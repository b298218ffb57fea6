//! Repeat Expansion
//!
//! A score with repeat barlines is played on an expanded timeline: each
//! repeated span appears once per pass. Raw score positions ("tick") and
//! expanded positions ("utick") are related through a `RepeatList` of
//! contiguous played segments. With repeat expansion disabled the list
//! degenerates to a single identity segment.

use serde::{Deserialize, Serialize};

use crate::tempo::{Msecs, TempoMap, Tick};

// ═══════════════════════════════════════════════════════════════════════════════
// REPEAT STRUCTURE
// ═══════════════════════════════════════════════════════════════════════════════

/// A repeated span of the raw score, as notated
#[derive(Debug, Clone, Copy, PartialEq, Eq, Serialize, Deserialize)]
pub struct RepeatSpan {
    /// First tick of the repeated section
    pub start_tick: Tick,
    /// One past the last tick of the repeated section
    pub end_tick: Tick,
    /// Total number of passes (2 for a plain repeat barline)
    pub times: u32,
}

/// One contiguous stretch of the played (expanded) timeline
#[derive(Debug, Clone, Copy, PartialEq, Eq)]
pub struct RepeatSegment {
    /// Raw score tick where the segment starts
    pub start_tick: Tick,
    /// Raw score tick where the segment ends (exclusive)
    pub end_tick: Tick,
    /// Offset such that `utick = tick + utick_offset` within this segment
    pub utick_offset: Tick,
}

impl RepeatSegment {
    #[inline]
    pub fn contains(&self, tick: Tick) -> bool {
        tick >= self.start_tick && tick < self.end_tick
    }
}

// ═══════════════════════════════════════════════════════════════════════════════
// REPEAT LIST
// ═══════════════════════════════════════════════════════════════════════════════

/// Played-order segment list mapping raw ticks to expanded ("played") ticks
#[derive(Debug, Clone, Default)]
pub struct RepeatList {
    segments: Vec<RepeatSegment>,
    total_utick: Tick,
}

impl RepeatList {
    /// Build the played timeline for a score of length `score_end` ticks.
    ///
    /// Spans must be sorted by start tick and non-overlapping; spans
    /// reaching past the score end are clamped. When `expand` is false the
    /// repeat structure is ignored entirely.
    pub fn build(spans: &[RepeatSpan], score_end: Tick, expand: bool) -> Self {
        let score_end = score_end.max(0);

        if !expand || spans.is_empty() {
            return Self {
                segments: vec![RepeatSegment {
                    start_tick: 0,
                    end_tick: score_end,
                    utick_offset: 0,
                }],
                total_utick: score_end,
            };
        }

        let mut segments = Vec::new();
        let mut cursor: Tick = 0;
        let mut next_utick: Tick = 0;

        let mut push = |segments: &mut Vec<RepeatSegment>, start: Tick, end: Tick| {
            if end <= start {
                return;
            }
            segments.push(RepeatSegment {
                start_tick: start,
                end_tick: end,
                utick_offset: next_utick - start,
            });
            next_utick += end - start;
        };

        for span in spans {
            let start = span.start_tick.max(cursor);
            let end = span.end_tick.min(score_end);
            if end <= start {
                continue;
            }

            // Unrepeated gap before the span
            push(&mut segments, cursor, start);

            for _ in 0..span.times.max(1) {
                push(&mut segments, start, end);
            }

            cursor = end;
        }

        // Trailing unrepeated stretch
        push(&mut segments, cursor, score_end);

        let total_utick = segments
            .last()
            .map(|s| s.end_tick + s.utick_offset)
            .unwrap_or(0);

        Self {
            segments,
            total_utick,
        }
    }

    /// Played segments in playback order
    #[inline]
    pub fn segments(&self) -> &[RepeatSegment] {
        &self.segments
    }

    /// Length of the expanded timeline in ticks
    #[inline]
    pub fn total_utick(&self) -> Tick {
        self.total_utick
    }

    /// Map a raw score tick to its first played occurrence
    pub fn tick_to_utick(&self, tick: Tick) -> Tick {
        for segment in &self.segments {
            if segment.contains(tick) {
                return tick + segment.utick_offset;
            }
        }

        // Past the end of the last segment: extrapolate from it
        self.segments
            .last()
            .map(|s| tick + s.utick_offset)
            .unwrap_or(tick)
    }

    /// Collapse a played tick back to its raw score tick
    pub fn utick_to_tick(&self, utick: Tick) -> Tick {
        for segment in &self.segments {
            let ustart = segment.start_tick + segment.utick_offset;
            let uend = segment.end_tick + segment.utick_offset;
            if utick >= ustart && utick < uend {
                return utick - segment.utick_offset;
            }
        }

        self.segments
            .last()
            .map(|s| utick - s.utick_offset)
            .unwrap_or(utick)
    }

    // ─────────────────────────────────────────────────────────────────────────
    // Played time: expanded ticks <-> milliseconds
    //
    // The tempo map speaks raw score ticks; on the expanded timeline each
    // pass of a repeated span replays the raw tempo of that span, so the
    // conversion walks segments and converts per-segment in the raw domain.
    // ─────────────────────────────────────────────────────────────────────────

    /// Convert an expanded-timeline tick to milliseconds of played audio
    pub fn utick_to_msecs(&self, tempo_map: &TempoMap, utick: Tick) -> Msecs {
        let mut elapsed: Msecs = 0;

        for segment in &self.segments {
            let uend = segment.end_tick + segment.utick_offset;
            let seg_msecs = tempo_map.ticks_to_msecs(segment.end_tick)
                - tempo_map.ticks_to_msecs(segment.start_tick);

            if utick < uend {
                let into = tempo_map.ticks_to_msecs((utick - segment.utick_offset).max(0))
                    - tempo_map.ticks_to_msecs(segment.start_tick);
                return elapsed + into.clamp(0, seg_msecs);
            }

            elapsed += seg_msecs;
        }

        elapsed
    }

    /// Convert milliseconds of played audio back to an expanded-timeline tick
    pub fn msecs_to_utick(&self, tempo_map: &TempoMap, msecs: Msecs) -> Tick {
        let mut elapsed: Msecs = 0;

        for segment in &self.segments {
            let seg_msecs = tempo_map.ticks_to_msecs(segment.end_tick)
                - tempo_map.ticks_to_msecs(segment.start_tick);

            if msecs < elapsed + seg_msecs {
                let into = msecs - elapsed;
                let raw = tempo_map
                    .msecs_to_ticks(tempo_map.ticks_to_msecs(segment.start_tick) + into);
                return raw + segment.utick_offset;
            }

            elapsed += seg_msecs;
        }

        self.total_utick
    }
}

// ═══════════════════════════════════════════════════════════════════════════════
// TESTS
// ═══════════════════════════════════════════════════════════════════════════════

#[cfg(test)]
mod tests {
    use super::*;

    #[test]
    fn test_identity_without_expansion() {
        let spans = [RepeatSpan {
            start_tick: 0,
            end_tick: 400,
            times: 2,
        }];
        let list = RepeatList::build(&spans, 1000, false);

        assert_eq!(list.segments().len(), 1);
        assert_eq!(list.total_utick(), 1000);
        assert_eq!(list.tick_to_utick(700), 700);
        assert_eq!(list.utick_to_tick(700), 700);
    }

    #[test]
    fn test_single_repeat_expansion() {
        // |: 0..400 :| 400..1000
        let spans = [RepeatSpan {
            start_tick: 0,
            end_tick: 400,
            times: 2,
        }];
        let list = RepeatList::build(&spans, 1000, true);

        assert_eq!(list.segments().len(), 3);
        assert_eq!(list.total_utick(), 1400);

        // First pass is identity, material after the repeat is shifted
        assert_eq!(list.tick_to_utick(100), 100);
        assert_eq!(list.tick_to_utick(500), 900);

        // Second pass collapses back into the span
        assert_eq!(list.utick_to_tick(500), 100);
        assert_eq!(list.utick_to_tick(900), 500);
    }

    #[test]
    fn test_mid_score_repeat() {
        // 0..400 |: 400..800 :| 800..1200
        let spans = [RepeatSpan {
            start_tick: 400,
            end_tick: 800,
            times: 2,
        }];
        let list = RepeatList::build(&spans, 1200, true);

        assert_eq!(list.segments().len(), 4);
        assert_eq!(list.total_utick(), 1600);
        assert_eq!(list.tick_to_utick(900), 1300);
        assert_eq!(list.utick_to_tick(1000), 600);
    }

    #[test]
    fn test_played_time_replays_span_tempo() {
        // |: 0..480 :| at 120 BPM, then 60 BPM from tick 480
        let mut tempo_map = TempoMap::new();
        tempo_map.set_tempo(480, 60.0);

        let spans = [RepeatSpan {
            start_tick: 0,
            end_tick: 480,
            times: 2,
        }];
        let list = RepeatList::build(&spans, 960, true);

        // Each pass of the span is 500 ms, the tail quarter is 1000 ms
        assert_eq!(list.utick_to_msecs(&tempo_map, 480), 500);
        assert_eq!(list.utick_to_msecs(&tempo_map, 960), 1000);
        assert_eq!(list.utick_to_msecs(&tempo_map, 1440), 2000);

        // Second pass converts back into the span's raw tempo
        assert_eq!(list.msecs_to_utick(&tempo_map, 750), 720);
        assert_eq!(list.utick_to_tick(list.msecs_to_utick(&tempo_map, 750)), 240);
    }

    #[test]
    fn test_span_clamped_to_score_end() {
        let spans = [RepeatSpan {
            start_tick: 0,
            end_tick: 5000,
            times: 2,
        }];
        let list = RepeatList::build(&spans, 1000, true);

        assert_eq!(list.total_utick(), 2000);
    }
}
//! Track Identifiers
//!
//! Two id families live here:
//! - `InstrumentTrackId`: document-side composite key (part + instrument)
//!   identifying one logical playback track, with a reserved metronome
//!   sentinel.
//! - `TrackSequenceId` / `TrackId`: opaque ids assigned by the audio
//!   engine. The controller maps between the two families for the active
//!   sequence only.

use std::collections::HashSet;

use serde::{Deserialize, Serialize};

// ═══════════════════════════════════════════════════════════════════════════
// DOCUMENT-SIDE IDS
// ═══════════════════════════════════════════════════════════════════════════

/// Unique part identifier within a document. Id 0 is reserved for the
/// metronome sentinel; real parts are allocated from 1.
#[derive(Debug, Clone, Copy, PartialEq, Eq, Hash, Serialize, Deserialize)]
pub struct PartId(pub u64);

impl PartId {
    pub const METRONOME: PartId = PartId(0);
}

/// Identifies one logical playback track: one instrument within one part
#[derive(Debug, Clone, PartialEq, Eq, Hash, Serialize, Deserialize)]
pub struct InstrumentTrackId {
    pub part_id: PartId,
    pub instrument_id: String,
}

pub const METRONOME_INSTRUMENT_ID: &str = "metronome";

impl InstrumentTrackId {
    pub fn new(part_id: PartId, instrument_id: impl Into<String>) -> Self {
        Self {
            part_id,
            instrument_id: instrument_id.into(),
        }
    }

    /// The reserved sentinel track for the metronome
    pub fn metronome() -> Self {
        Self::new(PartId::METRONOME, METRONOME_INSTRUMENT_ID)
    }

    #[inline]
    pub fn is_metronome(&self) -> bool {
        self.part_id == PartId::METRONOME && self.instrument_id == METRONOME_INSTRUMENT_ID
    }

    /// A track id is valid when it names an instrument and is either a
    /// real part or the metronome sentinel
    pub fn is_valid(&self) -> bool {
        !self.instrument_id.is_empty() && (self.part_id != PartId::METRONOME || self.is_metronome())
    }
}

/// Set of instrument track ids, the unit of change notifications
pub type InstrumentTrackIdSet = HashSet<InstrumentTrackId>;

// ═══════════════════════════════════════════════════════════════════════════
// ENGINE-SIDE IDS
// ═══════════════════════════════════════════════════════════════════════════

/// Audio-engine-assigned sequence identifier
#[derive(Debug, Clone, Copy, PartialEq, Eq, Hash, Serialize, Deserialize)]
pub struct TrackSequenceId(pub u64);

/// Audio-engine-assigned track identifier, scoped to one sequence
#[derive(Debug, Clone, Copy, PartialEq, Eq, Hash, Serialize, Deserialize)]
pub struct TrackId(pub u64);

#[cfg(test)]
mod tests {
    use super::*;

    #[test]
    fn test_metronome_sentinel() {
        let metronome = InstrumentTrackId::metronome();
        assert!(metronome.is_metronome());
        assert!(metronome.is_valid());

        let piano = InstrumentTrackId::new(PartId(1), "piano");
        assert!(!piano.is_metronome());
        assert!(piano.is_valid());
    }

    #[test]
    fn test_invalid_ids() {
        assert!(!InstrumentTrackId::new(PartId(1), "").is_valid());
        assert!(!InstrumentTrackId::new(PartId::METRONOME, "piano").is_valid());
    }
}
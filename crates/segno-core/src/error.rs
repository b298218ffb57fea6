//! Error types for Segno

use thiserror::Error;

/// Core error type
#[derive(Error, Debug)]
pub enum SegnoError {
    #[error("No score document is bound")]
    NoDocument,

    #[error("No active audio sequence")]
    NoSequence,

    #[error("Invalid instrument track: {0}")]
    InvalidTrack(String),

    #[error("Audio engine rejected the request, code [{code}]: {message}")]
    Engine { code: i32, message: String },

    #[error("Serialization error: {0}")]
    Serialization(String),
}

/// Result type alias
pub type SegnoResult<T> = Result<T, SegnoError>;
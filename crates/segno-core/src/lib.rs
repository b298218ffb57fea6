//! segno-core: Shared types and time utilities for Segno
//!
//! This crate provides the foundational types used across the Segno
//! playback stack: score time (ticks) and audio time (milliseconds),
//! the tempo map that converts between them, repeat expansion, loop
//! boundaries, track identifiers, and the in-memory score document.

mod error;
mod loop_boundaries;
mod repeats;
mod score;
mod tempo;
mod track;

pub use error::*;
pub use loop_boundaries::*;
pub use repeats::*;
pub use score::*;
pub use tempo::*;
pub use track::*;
┄┄┄┄┄┄┄┄┄┄┄┄┄┄┄┄┄┄┄┄
• _Task directions_
Return exactly, and only, the lines above starting at the line that contains "pub fn metronome()" and ending at the line that contains "pub type InstrumentTrackIdSet".

• _Response area_
    pub fn metronome() -> Self {
        Self::new(PartId::METRONOME, METRONOME_INSTRUMENT_ID)
    }

    #[inline]
    pub fn is_metronome(&self) -> bool {
        self.part_id == PartId::METRONOME && self.instrument_id == METRONOME_INSTRUMENT_ID
    }

    /// A track id is valid when it names an instrument and is either a
    /// real part or the metronome sentinel
    pub fn is_valid(&self) -> bool {
        !self.instrument_id.is_empty() && (self.part_id != PartId::METRONOME || self.is_metronome())
    }
}

/// Set of instrument track ids, the unit of change notifications
pub type InstrumentTrackIdSet = HashSet<InstrumentTrackId>;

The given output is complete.